たぶん舞踏会
教室の窓から西日が差して、持っていたスマホ画面に反射した。まぶしい上に画面が見づらい。流し見ていた動画を諦めて顔を上げる。カーテンが遠い。動くのは面倒だ。
「ねえー」
後ろの席に座る友人に声をかける。
「なに?」
「なんか面白い話ないー?」
友人がスマホ画面から顔を上げた。ニヤッと笑って言う。
「あるよ」
「マジ!?聞かせて」
友人の机に手をついて身を乗り出した。友人はコホンと一つ咳払いをして、落語家みたいに手をそろえた。
「昨日、我が家に招待状が届いたんだけど」「ほんと?」
「うん。ほら、これがその写真」
友人がスマホ画面を操作して私に見せる。黒地に金の縁取りがしてあるその封筒は、確かに招待状っぽい。アニメとかで見るやつ。手が込んでるな、と思った。
「手作り?」
「え?どういうこと?」
友人は何を言ってるのかという顔を向けてくる。どうやら本当に招待状が届いた設定で進めるみたいだ。それ以上追求するのは野暮なのでやめておいた。
「ううん。なんでもない」
「そっか。じゃあ続けるよ。この招待状の中身がね、すっごい不思議なの」
「と言うと?」
「説明が抽象的すぎて、一見何に招待されてるのかがわからない」
それは招待状としての役割を果たしていないと思う。抽象的な要素はそのパーティーか何かに行ってからでいいのだ。どっちかと言うと事務連絡の招待状に入っていい要素ではない。
「でね、その内容を話すから、何の招待状か当ててみて」
まさかクイズだったとは。こういうことでも、クイズとなると正解したくなる。聞き逃さないようにより一層頭の回転速度を速くする。…速くなってるのか分かんないけど。
「まず、持ち物。『表面を美しく隠せるものを持ってきてください』」
こういうときの私をなめないでほしい。招待状と聞いたときから発想として舞踏会はあった。でもこの令和の世にリアリティを求めるならあり得ないのでは?と思っていたのだ。

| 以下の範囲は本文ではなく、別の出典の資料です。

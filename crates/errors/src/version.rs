//! Version and range parsing error types

use std::borrow::Cow;

use crate::UserFacingError;
use thiserror::Error;

#[derive(Debug, Clone, Error)]
#[cfg_attr(feature = "serde", derive(serde::Serialize, serde::Deserialize))]
#[non_exhaustive]
pub enum VersionError {
    #[error("invalid version range '{input}': {reason}")]
    InvalidRange { input: String, reason: String },

    #[error("invalid reference '{input}': {reason}")]
    InvalidReference { input: String, reason: String },

    #[error("invalid package id mode: {input}")]
    InvalidMode { input: String },
}

impl UserFacingError for VersionError {
    fn user_message(&self) -> Cow<'_, str> {
        Cow::Owned(self.to_string())
    }

    fn user_hint(&self) -> Option<&'static str> {
        match self {
            Self::InvalidRange { .. } => Some(
                "Use ranges like [>=1.2 <2.0], [~1.2], [^1.0] or alternatives joined with ||.",
            ),
            Self::InvalidReference { .. } => {
                Some("References look like name/version[@user/channel][#revision].")
            }
            Self::InvalidMode { .. } => {
                Some("Valid modes end in _mode, for example minor_mode or recipe_revision_mode.")
            }
        }
    }

    fn user_code(&self) -> Option<&'static str> {
        let code = match self {
            Self::InvalidRange { .. } => "version.invalid_range",
            Self::InvalidReference { .. } => "version.invalid_reference",
            Self::InvalidMode { .. } => "version.invalid_mode",
        };
        Some(code)
    }
}
use serde::{Deserialize, Serialize};

use super::FailureContext;

/// Resolver domain events for graph expansion and binary analysis
#[derive(Debug, Clone, Serialize, Deserialize)]
#[serde(tag = "type")]
pub enum ResolverEvent {
    /// Graph expansion started
    ResolutionStarted {
        requires: usize,
        tool_requires: usize,
        locked: bool,
    },

    /// A requirement was bound to a new node
    NodeResolved {
        reference: String,
        context: String,
        /// `cache`, `remote:<name>` or `lockfile`
        origin: String,
    },

    /// A version range was narrowed to one candidate
    RangeResolved {
        requirement: String,
        selected: String,
    },

    /// An override replaced a requirement's reference
    Overridden {
        original: String,
        replacement: String,
    },

    /// Two requirements disagree on a version
    ConflictDetected {
        name: String,
        existing: String,
        requested: String,
    },

    /// Package id computed for a node
    PackageIdComputed {
        reference: String,
        package_id: String,
    },

    /// Binary status decided for a node
    BinaryAnalyzed {
        reference: String,
        package_id: String,
        status: String,
    },

    /// Resolution finished
    ResolutionCompleted {
        nodes: usize,
        levels: usize,
        duration_ms: u64,
    },

    /// Resolution aborted
    ResolutionFailed { failure: FailureContext },
}

impl ResolverEvent {
    /// Create a conflict detected event
    #[must_use]
    pub fn conflict_detected(
        name: impl Into<String>,
        existing: impl Into<String>,
        requested: impl Into<String>,
    ) -> Self {
        Self::ConflictDetected {
            name: name.into(),
            existing: existing.into(),
            requested: requested.into(),
        }
    }

    /// Create a binary analysis event
    #[must_use]
    pub fn binary_analyzed(
        reference: impl Into<String>,
        package_id: impl Into<String>,
        status: impl Into<String>,
    ) -> Self {
        Self::BinaryAnalyzed {
            reference: reference.into(),
            package_id: package_id.into(),
            status: status.into(),
        }
    }
}
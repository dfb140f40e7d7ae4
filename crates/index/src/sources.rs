//! Candidate selection across the cache and the configured remotes
//!
//! Backends are kept in priority order: the cache first, then remotes in
//! configured order.
//!
//! Without `update`, the first backend holding any satisfying candidate
//! answers and later backends are never consulted. With `update`, every
//! backend is queried and the highest version wins, then the newest
//! revision timestamp; on a full tie the earlier backend is kept, so the
//! cache beats remotes and remotes keep their configured order.

use kiln_errors::Error;
use kiln_types::{PackageId, PackageSpec, RecipeReference};
use std::cmp::Ordering;
use std::sync::Arc;
use tracing::debug;

use crate::backend::{BinaryCandidate, PackageBackend, RecipeCandidate};

/// Ordered set of package sources
#[derive(Clone, Default)]
pub struct Sources {
    backends: Vec<Arc<dyn PackageBackend>>,
}

fn newer(a: &RecipeCandidate, b: &RecipeCandidate) -> Ordering {
    a.reference
        .version
        .cmp(&b.reference.version)
        .then_with(|| a.reference.timestamp.cmp(&b.reference.timestamp))
}

fn keep_best(best: &mut Option<RecipeCandidate>, candidate: RecipeCandidate) {
    let replace = best
        .as_ref()
        .is_none_or(|current| newer(&candidate, current) == Ordering::Greater);
    if replace {
        *best = Some(candidate);
    }
}

impl Sources {
    #[must_use]
    pub fn new() -> Self {
        Self::default()
    }

    /// Append a backend with lower priority than the existing ones
    #[must_use]
    pub fn with_backend(mut self, backend: Arc<dyn PackageBackend>) -> Self {
        self.backends.push(backend);
        self
    }

    pub fn push(&mut self, backend: Arc<dyn PackageBackend>) {
        self.backends.push(backend);
    }

    #[must_use]
    pub fn len(&self) -> usize {
        self.backends.len()
    }

    #[must_use]
    pub fn is_empty(&self) -> bool {
        self.backends.is_empty()
    }

    fn best_in(
        backend: &dyn PackageBackend,
        spec: &PackageSpec,
        resolve_prereleases: bool,
    ) -> Result<Option<RecipeCandidate>, Error> {
        let mut best = None;
        for candidate in
            backend.recipe_candidates(&spec.name, spec.user.as_deref(), spec.channel.as_deref())?
        {
            if spec.matches(&candidate.reference, resolve_prereleases) {
                keep_best(&mut best, candidate);
            }
        }
        Ok(best)
    }

    /// Pick the recipe revision a requirement resolves to
    ///
    /// # Errors
    ///
    /// Returns the first error a backend reports.
    pub fn select(
        &self,
        spec: &PackageSpec,
        update: bool,
        resolve_prereleases: bool,
    ) -> Result<Option<RecipeCandidate>, Error> {
        let mut best = None;
        for backend in &self.backends {
            let Some(candidate) = Self::best_in(backend.as_ref(), spec, resolve_prereleases)? else {
                continue;
            };
            if !update {
                debug!(
                    spec = %spec,
                    reference = %candidate.reference,
                    source = %candidate.source,
                    "selected first satisfying source"
                );
                return Ok(Some(candidate));
            }
            keep_best(&mut best, candidate);
        }
        if let Some(candidate) = &best {
            debug!(
                spec = %spec,
                reference = %candidate.reference,
                source = %candidate.source,
                "selected newest across sources"
            );
        }
        Ok(best)
    }

    /// Find a binary for one recipe revision
    ///
    /// The cache always answers first. Among remotes the first one in order
    /// wins, or the newest binary with `update`.
    ///
    /// # Errors
    ///
    /// Returns the first error a backend reports.
    pub fn find_binary(
        &self,
        reference: &RecipeReference,
        package_id: &PackageId,
        update: bool,
    ) -> Result<Option<BinaryCandidate>, Error> {
        let mut best: Option<BinaryCandidate> = None;
        for backend in &self.backends {
            let Some(binary) = backend.binary(reference, package_id)? else {
                continue;
            };
            if binary.source.is_cache() || !update {
                return Ok(Some(binary));
            }
            if best.as_ref().is_none_or(|b| binary.timestamp > b.timestamp) {
                best = Some(binary);
            }
        }
        Ok(best)
    }
}

impl std::fmt::Debug for Sources {
    fn fmt(&self, f: &mut std::fmt::Formatter<'_>) -> std::fmt::Result {
        f.debug_list()
            .entries(self.backends.iter().map(|b| b.source()))
            .finish()
    }
}
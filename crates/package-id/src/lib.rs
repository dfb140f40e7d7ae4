#![deny(clippy::pedantic, unsafe_code)]
#![allow(clippy::module_name_repetitions)]

//! Binary compatibility engine for kiln
//!
//! A package id is the BLAKE3 digest of a canonical text built from a
//! node's declared settings and options, its dependencies (each reduced
//! according to a [`PackageIdMode`](kiln_types::PackageIdMode)) and the
//! whitelisted conf entries. Two nodes with the same id are treated as
//! binary interchangeable.

mod config;
mod engine;
mod info;
mod requirements;

pub use config::ResolvedConfig;
pub use engine::{ComputedPackageId, Dependency, PackageIdEngine, PackageIdInput};
pub use info::{conf_key_matches, filter_conf, PackageIdInfo, EMPTY_PACKAGE_ID};
pub use requirements::{DependencyKind, ModeDefaults, RequirementInfo, RequirementsInfo};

この文脈、持ち物はたぶん「仮面」だ。ならば仮面舞踏会に違いない。
「あと、『怪我をする可能性があるので、対応できる衣服で来てください』」
怪我?舞踏会で?社交ダンスで転んだら笑い草だろう。
このとき、私の脳裏にある三文字がよぎった。まさか、「武道会」なはずがない。
「もうちょっとヒント頂戴」
「ごめん。もうタイムアップ」
そう言った親友がドアのほうをみていたので振り返る。黒い服の人が立っていた。